The good news is that the effect seems to be remarkably short-lived and treatable in most people. While heart attacks cause permanent damage to the heart muscle, the effect of Broken Heart Syndrome seems to be completely reversible. "Typically within a couple of weeks the heart muscle is back to normal again," Wittstein says. He adds that while the condition can be fatal, it usually isn't.
Wittstein thinks the physiological explanation involves the hormones your body produces when you're under significant stress: adrenaline and noradrenaline. "We think these stress hormones, when they're produced in large amounts, actually go to the heart and affect the very tiny blood vessels that surround the heart," triggering a temporary decrease of blood flow to the heart.
"As a result, the heart muscle is stunned," Wittstein says. "It can't function properly for a matter of days."
George Bonanno, a clinical psychologist who studies grief at Columbia University, says he is skeptical that grief had anything to do with Reynolds' death. "It's a little on the 19th century side to be saying she died of grief," he says. In most cases, after a loss, "we get on with our lives pretty quickly. I had argued, and I think the data supports, that we're kind of wired to do that."
Bonanno says sadness is adaptive: We have evolved to feel sad in the same way we evolved to feel cold.
"You don't need to feel cold," he says. "Your body will regulate its temperature as best it can, without you even knowing you're cold. But we evolved the feeling of cold later in evolution because it's instrumental." When you feel cold, you can often do something to help your body — by putting on a coat, going inside, or turning up the heat.
In the same way, Bonanno says, there must be a good reason humans evolved to feel sadness. "Being sad is very adaptive when you've had a major loss, because you're turning inward, because you're reflecting, because you're recalibrating," he says. "And all those things are all very important to do."
His work has also examined facial expressions, and how people who look sad invite sympathy. One theory is that by feeling and looking sad, we let the people around us know that we need their help.
But, like so many things, sadness might be "adaptive" only in moderation. Camille Wortman, a psychologist at Stony Brook University who studies grief and bereavement, is especially interested in cases where the loss of a loved one is very sudden or traumatic. She says there is a more extreme grief associated with the sudden loss of a child — even if that child is an adult — as was the case for Reynolds.
"The death of a child is absolutely devastating for a parent no matter when it occurs," Wortman says. "I don't think those people really bounce back the way we might think.
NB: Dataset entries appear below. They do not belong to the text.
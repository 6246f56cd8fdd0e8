use super::{Measure, Ranked, ranked_groups, top_n, total_revenue};
use crate::config::PipelineConfig;
use crate::schema::FactRow;
use crate::schema::route::revenue_per_km;
use serde::Serialize;
use std::collections::BTreeMap;

#[derive(Debug, Clone, PartialEq, Serialize)]
pub struct GeographicKpis {
    /// Routes ranked by revenue.
    pub top_performing_routes: Vec<Ranked>,
    pub poi_performance: PoiPerformance,
    pub avg_distance_by_route: BTreeMap<String, f64>,
    /// Routes ranked by revenue per km. Routes covering no distance are left out.
    pub route_profitability_index: Vec<Ranked>,
    /// Destinations ranked by trip count.
    pub popular_destinations: Vec<Ranked>,
}

/// Rides touching the configured point of interest at either endpoint.
#[derive(Debug, Clone, PartialEq, Serialize)]
pub struct PoiPerformance {
    pub point_of_interest: String,
    pub total_revenue: f64,
    pub total_trips: usize,
    pub avg_price: Measure,
    pub revenue_share_percent: Measure,
}

impl PoiPerformance {
    pub fn compute(fact: &[FactRow], point_of_interest: &str) -> Self {
        let (total_trips, revenue) = fact
            .iter()
            .filter(|r| r.touches(point_of_interest))
            .fold((0, 0.0), |(n, sum), r| (n + 1, sum + r.final_price));

        PoiPerformance {
            point_of_interest: point_of_interest.to_string(),
            total_revenue: revenue,
            total_trips,
            avg_price: Measure::ratio(revenue, total_trips as f64),
            revenue_share_percent: Measure::ratio(revenue, total_revenue(fact))
                .map(|s| s * 100.0),
        }
    }
}

pub fn compute(fact: &[FactRow], config: &PipelineConfig) -> GeographicKpis {
    let route = |r: &FactRow| r.location_route_id.clone();

    let revenue = ranked_groups(fact, route, |rows| {
        Some(rows.iter().map(|r| r.final_price).sum())
    });
    let profitability = ranked_groups(fact, route, |rows| {
        revenue_per_km(rows.iter().map(|r| (r.final_price, r.distance_km))).value()
    });
    let destinations = ranked_groups(fact, |r| r.to_location.clone(), |rows| {
        Some(rows.len() as f64)
    });

    let avg_distance_by_route = ranked_groups(fact, route, |rows| {
        Some(rows.iter().map(|r| r.distance_km).sum::<f64>() / rows.len() as f64)
    })
    .into_iter()
    .map(|Ranked { key, value }| (key, value))
    .collect();

    GeographicKpis {
        top_performing_routes: top_n(revenue, config.top_n_routes),
        poi_performance: PoiPerformance::compute(fact, &config.point_of_interest),
        avg_distance_by_route,
        route_profitability_index: top_n(profitability, config.top_n_routes),
        popular_destinations: top_n(destinations, config.top_n_destinations),
    }
}
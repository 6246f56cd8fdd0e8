//! Guarded numeric values.

use serde::{Serialize, Serializer};
use std::fmt;

/// Text written in place of a value whose computation has no defined result.
pub const NOT_APPLICABLE: &str = "not_applicable";

/// A numeric result that may be undefined.
///
/// Zero denominators and degenerate correlations produce [`Measure::Undefined`]
/// instead of NaN or infinity. It serializes as the string
/// [`NOT_APPLICABLE`], so it never collapses into `null` or `0` downstream.
#[derive(Debug, Clone, Copy, PartialEq)]
pub enum Measure {
    Value(f64),
    Undefined,
}

impl Measure {
    /// Wraps `value`, mapping NaN and infinities to `Undefined`.
    pub fn new(value: f64) -> Self {
        if value.is_finite() {
            Self::Value(value)
        } else {
            Self::Undefined
        }
    }

    /// `numerator / denominator`, undefined when the denominator is zero.
    pub fn ratio(numerator: f64, denominator: f64) -> Self {
        if denominator == 0.0 {
            Self::Undefined
        } else {
            Self::new(numerator / denominator)
        }
    }

    pub fn value(self) -> Option<f64> {
        match self {
            Self::Value(v) => Some(v),
            Self::Undefined => None,
        }
    }

    pub fn or_zero(self) -> f64 {
        self.value().unwrap_or(0.0)
    }

    pub fn map(self, f: impl FnOnce(f64) -> f64) -> Self {
        match self {
            Self::Value(v) => Self::new(f(v)),
            Self::Undefined => Self::Undefined,
        }
    }

    /// Combines two defined values; undefined if either side is.
    pub fn zip_with(self, other: Measure, f: impl FnOnce(f64, f64) -> f64) -> Self {
        match (self, other) {
            (Self::Value(a), Self::Value(b)) => Self::new(f(a, b)),
            _ => Self::Undefined,
        }
    }

    pub fn round2(self) -> Self {
        self.map(round2)
    }
}

impl From<Option<f64>> for Measure {
    fn from(value: Option<f64>) -> Self {
        value.map_or(Self::Undefined, Self::new)
    }
}

impl Serialize for Measure {
    fn serialize<S: Serializer>(&self, serializer: S) -> Result<S::Ok, S::Error> {
        match self {
            Self::Value(v) => serializer.serialize_f64(*v),
            Self::Undefined => serializer.serialize_str(NOT_APPLICABLE),
        }
    }
}

impl fmt::Display for Measure {
    fn fmt(&self, f: &mut fmt::Formatter<'_>) -> fmt::Result {
        match self {
            Self::Value(v) => write!(f, "{v:.2}"),
            Self::Undefined => f.write_str(NOT_APPLICABLE),
        }
    }
}

/// Rounds half away from zero to two decimals.
pub fn round2(value: f64) -> f64 {
    (value * 100.0).round() / 100.0
}

#[cfg(test)]
mod tests {
    use super::*;

    #[test]
    fn test_ratio_with_zero_denominator() {
        assert_eq!(Measure::ratio(10.0, 0.0), Measure::Undefined);
        assert_eq!(Measure::ratio(0.0, 0.0), Measure::Undefined);
    }

    #[test]
    fn test_ratio_normal_values() {
        assert_eq!(Measure::ratio(90.0, 45.0), Measure::Value(2.0));
    }

    #[test]
    fn test_non_finite_becomes_undefined() {
        assert_eq!(Measure::new(f64::NAN), Measure::Undefined);
        assert_eq!(Measure::new(f64::INFINITY), Measure::Undefined);
        assert_eq!(Measure::Value(1.0).map(|v| v / 0.0), Measure::Undefined);
    }

    #[test]
    fn test_serializes_sentinel_as_text() {
        let json = serde_json::to_string(&vec![Measure::Value(1.5), Measure::Undefined]).unwrap();
        assert_eq!(json, r#"[1.5,"not_applicable"]"#);
    }

    #[test]
    fn test_round2() {
        assert_eq!(round2(19.354838), 19.35);
        assert_eq!(Measure::Value(2.346).round2(), Measure::Value(2.35));
    }
}
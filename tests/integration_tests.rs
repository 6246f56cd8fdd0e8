use ride_star::config::PipelineConfig;
use ride_star::error::PipelineError;
use ride_star::kpi::Measure;
use ride_star::model::WeatherCondition;
use ride_star::pipeline;
use std::collections::HashSet;
use std::fs;
use std::path::{Path, PathBuf};

fn fixture() -> PathBuf {
    Path::new(env!("CARGO_MANIFEST_DIR")).join("tests/fixtures/rides.csv")
}

#[test]
fn test_full_pipeline() {
    let out = tempfile::tempdir().unwrap();
    let output = pipeline::run(&fixture(), out.path(), &PipelineConfig::default())
        .expect("pipeline should succeed on the fixture");
    let analysis = &output.analysis;

    assert_eq!(analysis.schema.fact.len(), 14);
    // 9 March through 8 April inclusive
    assert_eq!(analysis.schema.time.len(), 31);
    assert_eq!(analysis.schema.hour.len(), 24);
    assert_eq!(analysis.schema.vehicle.len(), 3);
    assert_eq!(analysis.schema.route.len(), 11);
    assert_eq!(analysis.schema.location.len(), 6);

    for file in &output.files {
        assert!(file.exists(), "{} missing", file.display());
    }
    assert!(out.path().join("insights/summary.md").exists());
}

#[test]
fn test_total_revenue_matches_fact_sum() {
    let out = tempfile::tempdir().unwrap();
    let output = pipeline::run(&fixture(), out.path(), &PipelineConfig::default()).unwrap();
    let analysis = &output.analysis;

    let fact_sum: f64 = analysis.schema.fact.iter().map(|r| r.final_price).sum();
    assert_eq!(analysis.kpis.revenue.total_revenue, fact_sum);
    assert_eq!(fact_sum, 2292.5);

    let kpi_path = out.path().join("insights/all_kpis.json");
    let written: serde_json::Value =
        serde_json::from_str(&fs::read_to_string(kpi_path).unwrap()).unwrap();
    assert_eq!(written["total_revenue"], 2292.5);
    assert_eq!(written["total_trip_volume"], 14);
}

#[test]
fn test_weather_dimension_one_row_per_condition() {
    let out = tempfile::tempdir().unwrap();
    let output = pipeline::run(&fixture(), out.path(), &PipelineConfig::default()).unwrap();
    let schema = &output.analysis.schema;

    let conditions: HashSet<_> = schema.fact.iter().map(|r| r.weather_condition.clone()).collect();
    assert_eq!(schema.weather.len(), conditions.len());

    let rain = schema
        .weather
        .iter()
        .find(|w| w.weather_condition == WeatherCondition::Rain)
        .unwrap();
    assert_eq!(rain.weather_description, "light rain");
    assert_eq!(rain.description_variants, 3);

    let sheet = fs::read_to_string(out.path().join("data_model/DimWeather.csv")).unwrap();
    assert_eq!(sheet.lines().count(), conditions.len() + 1);
}

#[test]
fn test_referential_completeness() {
    let out = tempfile::tempdir().unwrap();
    let output = pipeline::run(&fixture(), out.path(), &PipelineConfig::default()).unwrap();
    assert!(output.analysis.schema.orphan_keys().is_empty());
}

#[test]
fn test_rerun_is_byte_identical() {
    let first = tempfile::tempdir().unwrap();
    let second = tempfile::tempdir().unwrap();
    let config = PipelineConfig::default();

    let a = pipeline::run(&fixture(), first.path(), &config).unwrap();
    let b = pipeline::run(&fixture(), second.path(), &config).unwrap();
    assert_eq!(a.files.len(), b.files.len());

    for file in &a.files {
        let relative = file.strip_prefix(first.path()).unwrap();
        let left = fs::read(file).unwrap();
        let right = fs::read(second.path().join(relative)).unwrap();
        assert_eq!(left, right, "{} differs between runs", relative.display());
    }
}

#[test]
fn test_rerun_into_same_directory_overwrites() {
    let out = tempfile::tempdir().unwrap();
    let config = PipelineConfig::default();

    pipeline::run(&fixture(), out.path(), &config).unwrap();
    let before = fs::read(out.path().join("data_model/FactRides.csv")).unwrap();
    pipeline::run(&fixture(), out.path(), &config).unwrap();
    let after = fs::read(out.path().join("data_model/FactRides.csv")).unwrap();

    assert_eq!(before, after);
}

#[test]
fn test_zero_distance_ride_written_as_not_applicable() {
    let out = tempfile::tempdir().unwrap();
    let output = pipeline::run(&fixture(), out.path(), &PipelineConfig::default()).unwrap();

    let r009 = output
        .analysis
        .schema
        .fact
        .iter()
        .find(|r| r.ride_id == "R009")
        .unwrap();
    assert_eq!(r009.price_per_km, Measure::Undefined);

    let sheet = fs::read_to_string(out.path().join("data_model/FactRides.csv")).unwrap();
    let row = sheet.lines().find(|l| l.starts_with("R009,")).unwrap();
    assert!(row.contains("not_applicable"));
}

#[test]
fn test_missing_columns_fail_before_any_output() {
    let dir = tempfile::tempdir().unwrap();
    let input = dir.path().join("rides.csv");
    fs::write(&input, "ride_id,datetime,hour\nR1,2024-03-11 08:00:00,8\n").unwrap();
    let out = dir.path().join("out");

    match pipeline::run(&input, &out, &PipelineConfig::default()) {
        Err(PipelineError::MissingColumns(missing)) => {
            assert!(missing.contains(&"final_price".to_string()));
            assert!(missing.contains(&"weather_condition".to_string()));
        }
        other => panic!("expected MissingColumns, got {other:?}"),
    }
    assert!(!out.exists());
}

#[test]
fn test_header_only_input_is_empty() {
    let dir = tempfile::tempdir().unwrap();
    let input = dir.path().join("rides.csv");
    let header = fs::read_to_string(fixture())
        .unwrap()
        .lines()
        .next()
        .unwrap()
        .to_string();
    fs::write(&input, header).unwrap();

    let err =
        pipeline::run(&input, &dir.path().join("out"), &PipelineConfig::default()).unwrap_err();
    assert!(matches!(err, PipelineError::EmptyInput));
}

#[test]
fn test_config_changes_point_of_interest() {
    let dir = tempfile::tempdir().unwrap();
    let config_path = dir.path().join("config.json");
    fs::write(&config_path, r#"{"point_of_interest": "CMC"}"#).unwrap();
    let config = PipelineConfig::load(&config_path).unwrap();

    let output = pipeline::run(&fixture(), &dir.path().join("out"), &config).unwrap();
    let poi = &output.analysis.kpis.geographic.poi_performance;
    assert_eq!(poi.point_of_interest, "CMC");
    assert_eq!(poi.total_trips, 3);
}

#[test]
fn test_rush_hour_analysis_windows() {
    let out = tempfile::tempdir().unwrap();
    let output = pipeline::run(&fixture(), out.path(), &PipelineConfig::default()).unwrap();
    let rush = &output.analysis.rush_hour;

    // hours 8 and 9
    assert_eq!(rush.morning_rush.total_trips, 5);
    // hours 17 and 18
    assert_eq!(rush.evening_rush.total_trips, 4);
}
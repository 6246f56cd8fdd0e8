//! Pure mappings from clock hours and calendar dates to categorical labels.

use crate::error::CategorizeError;
use chrono::{Datelike, NaiveDate, Weekday};
use serde::{Serialize, Serializer};
use std::fmt;

/// Morning and evening rush hours.
pub const RUSH_HOURS: [u8; 4] = [8, 9, 17, 18];

/// Rush hours plus the first evening hour.
pub const PEAK_DEMAND_HOURS: [u8; 5] = [8, 9, 17, 18, 19];

/// An hour of day, guaranteed to lie in `0..=23`.
#[derive(Debug, Clone, Copy, PartialEq, Eq, PartialOrd, Ord, Hash, Serialize)]
#[serde(transparent)]
pub struct Hour(u8);

impl Hour {
    pub fn new(hour: i64) -> Result<Self, CategorizeError> {
        match u8::try_from(hour) {
            Ok(h) if h < 24 => Ok(Self(h)),
            _ => Err(CategorizeError::InvalidInput(hour)),
        }
    }

    pub fn get(self) -> u8 {
        self.0
    }

    /// All 24 hours in ascending order.
    pub fn all() -> impl Iterator<Item = Hour> {
        (0..24).map(Hour)
    }

    pub fn time_period(self) -> TimePeriod {
        TimePeriod::of(self)
    }

    pub fn category(self) -> HourCategory {
        HourCategory::of(self)
    }

    pub fn is_rush_hour(self) -> bool {
        RUSH_HOURS.contains(&self.0)
    }

    pub fn is_morning_rush(self) -> bool {
        (8..=9).contains(&self.0)
    }

    pub fn is_evening_rush(self) -> bool {
        (17..=18).contains(&self.0)
    }

    pub fn is_peak_demand(self) -> bool {
        PEAK_DEMAND_HOURS.contains(&self.0)
    }

    pub fn is_business_hour(self) -> bool {
        (9..=18).contains(&self.0)
    }
}

impl fmt::Display for Hour {
    fn fmt(&self, f: &mut fmt::Formatter<'_>) -> fmt::Result {
        write!(f, "{}", self.0)
    }
}

/// Fine-grained time of day. Bins are half-open and cover `[0, 24)`.
///
/// | Hours   | Period        |
/// |---------|---------------|
/// | 0–5     | Late Night    |
/// | 6–7     | Early Morning |
/// | 8–9     | Morning Rush  |
/// | 10–11   | Late Morning  |
/// | 12–13   | Lunch Time    |
/// | 14–16   | Afternoon     |
/// | 17–18   | Evening Rush  |
/// | 19–21   | Evening       |
/// | 22–23   | Night         |
#[derive(Debug, Clone, Copy, PartialEq, Eq, PartialOrd, Ord, Hash)]
pub enum TimePeriod {
    LateNight,
    EarlyMorning,
    MorningRush,
    LateMorning,
    LunchTime,
    Afternoon,
    EveningRush,
    Evening,
    Night,
}

impl TimePeriod {
    pub fn of(hour: Hour) -> Self {
        match hour.get() {
            0..6 => Self::LateNight,
            6..8 => Self::EarlyMorning,
            8..10 => Self::MorningRush,
            10..12 => Self::LateMorning,
            12..14 => Self::LunchTime,
            14..17 => Self::Afternoon,
            17..19 => Self::EveningRush,
            19..22 => Self::Evening,
            _ => Self::Night,
        }
    }

    pub fn label(self) -> &'static str {
        match self {
            Self::LateNight => "Late Night",
            Self::EarlyMorning => "Early Morning",
            Self::MorningRush => "Morning Rush",
            Self::LateMorning => "Late Morning",
            Self::LunchTime => "Lunch Time",
            Self::Afternoon => "Afternoon",
            Self::EveningRush => "Evening Rush",
            Self::Evening => "Evening",
            Self::Night => "Night",
        }
    }
}

/// Coarse four-bucket split of the day. Boundaries are right-closed:
/// 0–6 Night, 7–12 Morning, 13–18 Afternoon, 19–23 Evening.
#[derive(Debug, Clone, Copy, PartialEq, Eq, PartialOrd, Ord, Hash)]
pub enum HourCategory {
    Night,
    Morning,
    Afternoon,
    Evening,
}

impl HourCategory {
    pub fn of(hour: Hour) -> Self {
        match hour.get() {
            0..=6 => Self::Night,
            7..=12 => Self::Morning,
            13..=18 => Self::Afternoon,
            _ => Self::Evening,
        }
    }

    pub fn label(self) -> &'static str {
        match self {
            Self::Night => "Night",
            Self::Morning => "Morning",
            Self::Afternoon => "Afternoon",
            Self::Evening => "Evening",
        }
    }
}

#[derive(Debug, Clone, Copy, PartialEq, Eq, PartialOrd, Ord, Hash)]
pub enum Season {
    Winter,
    Spring,
    Summer,
    Autumn,
}

impl Season {
    /// Meteorological seasons: Dec–Feb, Mar–May, Jun–Aug, Sep–Nov.
    pub fn of_month(month: u32) -> Self {
        match month {
            12 | 1 | 2 => Self::Winter,
            3..=5 => Self::Spring,
            6..=8 => Self::Summer,
            _ => Self::Autumn,
        }
    }

    pub fn label(self) -> &'static str {
        match self {
            Self::Winter => "Winter",
            Self::Spring => "Spring",
            Self::Summer => "Summer",
            Self::Autumn => "Autumn",
        }
    }
}

macro_rules! serialize_as_label {
    ($($ty:ty),*) => {
        $(
            impl Serialize for $ty {
                fn serialize<S: Serializer>(&self, serializer: S) -> Result<S::Ok, S::Error> {
                    serializer.serialize_str(self.label())
                }
            }

            impl fmt::Display for $ty {
                fn fmt(&self, f: &mut fmt::Formatter<'_>) -> fmt::Result {
                    f.write_str(self.label())
                }
            }
        )*
    };
}

serialize_as_label!(TimePeriod, HourCategory, Season);

/// Weekday index with Monday = 0.
pub fn weekday_index(date: NaiveDate) -> u32 {
    date.weekday().num_days_from_monday()
}

/// Saturday (5) and Sunday (6) are weekend days.
pub fn is_weekend_index(index: u32) -> bool {
    matches!(index, 5 | 6)
}

pub fn is_weekend(date: NaiveDate) -> bool {
    is_weekend_index(weekday_index(date))
}

pub fn day_name(date: NaiveDate) -> &'static str {
    match date.weekday() {
        Weekday::Mon => "Monday",
        Weekday::Tue => "Tuesday",
        Weekday::Wed => "Wednesday",
        Weekday::Thu => "Thursday",
        Weekday::Fri => "Friday",
        Weekday::Sat => "Saturday",
        Weekday::Sun => "Sunday",
    }
}

pub fn month_name(month: u32) -> &'static str {
    match month {
        1 => "January",
        2 => "February",
        3 => "March",
        4 => "April",
        5 => "May",
        6 => "June",
        7 => "July",
        8 => "August",
        9 => "September",
        10 => "October",
        11 => "November",
        _ => "December",
    }
}
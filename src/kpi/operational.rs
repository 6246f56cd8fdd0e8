use super::{Breakdown, Measure, count_by, mean_of};
use crate::categorize::Hour;
use crate::schema::FactRow;
use serde::Serialize;
use std::collections::BTreeMap;

#[derive(Debug, Clone, PartialEq, Serialize)]
pub struct OperationalKpis {
    pub total_trip_volume: usize,
    pub avg_trip_distance: Measure,
    /// Share of trips served by each vehicle category.
    pub fleet_utilization_by_vehicle: Breakdown,
    pub avg_waiting_time: Measure,
    /// Every loaded ride is a completed trip.
    pub trip_completion_rate: Measure,
    /// Trips per hour, restricted to the rush hours.
    pub peak_hour_trip_distribution: BTreeMap<Hour, usize>,
    /// Share of categorized trips per distance band.
    pub distance_category_distribution: Breakdown,
}

pub fn compute(fact: &[FactRow]) -> OperationalKpis {
    let categorized: Vec<&str> = fact
        .iter()
        .filter_map(|r| r.distance_category.as_deref())
        .collect();

    let mut distance_category_distribution = Breakdown::new();
    for category in &categorized {
        *distance_category_distribution
            .entry(category.to_string())
            .or_insert(0.0) += 1.0;
    }
    for share in distance_category_distribution.values_mut() {
        *share /= categorized.len() as f64;
    }

    OperationalKpis {
        total_trip_volume: fact.len(),
        avg_trip_distance: mean_of(fact, |r| r.distance_km),
        fleet_utilization_by_vehicle: proportions(count_by(fact, |r| r.vehicle_type.to_string())),
        avg_waiting_time: mean_of(fact, |r| r.waiting_time_minutes),
        trip_completion_rate: Measure::ratio(fact.len() as f64, fact.len() as f64),
        peak_hour_trip_distribution: count_by(fact, |r| r.hour)
            .into_iter()
            .filter(|(hour, _)| hour.is_rush_hour())
            .collect(),
        distance_category_distribution,
    }
}

fn proportions(counts: BTreeMap<String, usize>) -> Breakdown {
    let total: usize = counts.values().sum();
    counts
        .into_iter()
        .map(|(k, n)| (k, n as f64 / total as f64))
        .collect()
}
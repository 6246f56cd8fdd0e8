//! Calendar dimension: one row per day between the first and last ride date.

use crate::categorize::{self, Season};
use crate::config::PipelineConfig;
use chrono::{Datelike, NaiveDate};
use serde::Serialize;

#[derive(Debug, Clone, PartialEq, Serialize)]
pub struct TimeRow {
    pub date: NaiveDate,
    pub date_key: u32,
    pub year: i32,
    pub quarter: u32,
    pub month: u32,
    pub month_name: &'static str,
    pub week_of_year: u32,
    pub day_of_year: u32,
    pub day_of_month: u32,
    pub day_of_week: u32,
    pub day_name: &'static str,
    pub is_weekend: bool,
    pub is_month_start: bool,
    pub is_month_end: bool,
    pub is_quarter_start: bool,
    pub is_quarter_end: bool,
    pub fiscal_year: i32,
    pub fiscal_quarter: u32,
    pub season: Season,
    pub is_holiday: bool,
}

impl TimeRow {
    pub fn new(date: NaiveDate, config: &PipelineConfig) -> Self {
        let month = date.month();
        let quarter = (month - 1) / 3 + 1;
        let is_month_start = date.day() == 1;
        let is_month_end = date.succ_opt().is_none_or(|next| next.month() != month);
        let quarter_first_month = (quarter - 1) * 3 + 1;
        let day_of_week = categorize::weekday_index(date);

        TimeRow {
            date,
            date_key: date.year() as u32 * 10_000 + month * 100 + date.day(),
            year: date.year(),
            quarter,
            month,
            month_name: categorize::month_name(month),
            week_of_year: date.iso_week().week(),
            day_of_year: date.ordinal(),
            day_of_month: date.day(),
            day_of_week,
            day_name: categorize::day_name(date),
            is_weekend: categorize::is_weekend_index(day_of_week),
            is_month_start,
            is_month_end,
            is_quarter_start: is_month_start && month == quarter_first_month,
            is_quarter_end: is_month_end && month == quarter_first_month + 2,
            fiscal_year: date.year(),
            fiscal_quarter: quarter,
            season: Season::of_month(month),
            is_holiday: config.is_holiday(date),
        }
    }
}

/// Enumerates every day from the earliest to the latest of `dates`, so days
/// without rides still get a row. Empty input yields an empty table.
pub fn build_time_dimension(
    dates: impl IntoIterator<Item = NaiveDate>,
    config: &PipelineConfig,
) -> Vec<TimeRow> {
    let (first, last) = match dates.into_iter().fold(None, |acc, d| match acc {
        None => Some((d, d)),
        Some((lo, hi)) => Some((d.min(lo), d.max(hi))),
    }) {
        Some(range) => range,
        None => return Vec::new(),
    };

    first
        .iter_days()
        .take_while(|d| *d <= last)
        .map(|d| TimeRow::new(d, config))
        .collect()
}
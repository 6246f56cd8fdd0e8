//! Pipeline tuning knobs.
//!
//! Every field has a default, so the config file is optional and may be
//! partial. Stored as a plain JSON object on disk:
//! ```json
//! {
//!   "point_of_interest": "VIT",
//!   "holidays": ["2024-01-26", "2024-08-15"],
//!   "top_n_routes": 10
//! }
//! ```

use crate::error::{PipelineError, Result};
use chrono::NaiveDate;
use serde::{Deserialize, Serialize};
use std::path::Path;

#[derive(Debug, Clone, PartialEq, Serialize, Deserialize)]
#[serde(default)]
pub struct PipelineConfig {
    /// Dates flagged as holidays in the time dimension.
    pub holidays: Vec<NaiveDate>,
    /// Substring matched against route endpoints for the point-of-interest KPI.
    pub point_of_interest: String,
    pub top_n_routes: usize,
    pub top_n_destinations: usize,
    /// Estimated in-vehicle minutes per km, used by revenue per minute.
    pub minutes_per_km: f64,
    /// Rides above this multiplier count as surged.
    pub surge_threshold: f64,
    pub wait_threshold_minutes: f64,
    pub premium_threshold_percent: f64,
    /// Routes listed per rush window in the rush-hour analysis.
    pub rush_route_limit: usize,
}

impl Default for PipelineConfig {
    fn default() -> Self {
        Self {
            holidays: default_holidays(),
            point_of_interest: "VIT".to_string(),
            top_n_routes: 10,
            top_n_destinations: 10,
            minutes_per_km: 3.0,
            surge_threshold: 1.2,
            wait_threshold_minutes: 5.0,
            premium_threshold_percent: 30.0,
            rush_route_limit: 5,
        }
    }
}

fn default_holidays() -> Vec<NaiveDate> {
    [
        (1, 26),
        (3, 8),
        (4, 14),
        (8, 15),
        (10, 2),
        (10, 31),
        (12, 25),
    ]
    .into_iter()
    .filter_map(|(m, d)| NaiveDate::from_ymd_opt(2024, m, d))
    .collect()
}

impl PipelineConfig {
    /// Loads the config from a JSON file at `path`.
    pub fn load(path: impl AsRef<Path>) -> Result<Self> {
        let path = path.as_ref();
        let config_error = |message: String| PipelineError::Config {
            path: path.to_path_buf(),
            message,
        };
        let content = std::fs::read_to_string(path).map_err(|e| config_error(e.to_string()))?;
        serde_json::from_str(&content).map_err(|e| config_error(e.to_string()))
    }

    pub fn is_holiday(&self, date: NaiveDate) -> bool {
        self.holidays.contains(&date)
    }
}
I see them struggling for years and years with just an enormous hole in their heart, and an enormous sense of emptiness."
People do improve over time though, she says, provided they get the help and support that they need.
We may never know whether a sudden stun to the heart or any other manifestation of grief played a role in Reynolds' death. But Wittstein says the symptoms of Broken Heart Syndrome are very similar to that of a heart attack — chest pain and shortness of breath — and anyone experiencing these symptoms should seek medical attention.
As for the psychological and emotional aspects of grief, Bonanno and Wortman both say it's important not to be judgmental, of your own grief or that of others. There are many healthy ways to grieve, and Bonanno says, grief comes and goes in phases. Everyone's pace of healing is different.
"We don't stay in these states all day long, even though it may seem like we do," he says. "We go in and out of these states."
In his research coding facial expressions, Bonanno has found that the majority of people are able to laugh and smile when remembering things about a deceased spouse, even very soon after their death. "[They] might be crying one second, and then you'd get somebody genuinely laughing and smiling," Bonanno says. "You see people do this at funerals," he adds. Loved ones gather, and "most people are actually capable of interacting with them in a really meaningful way."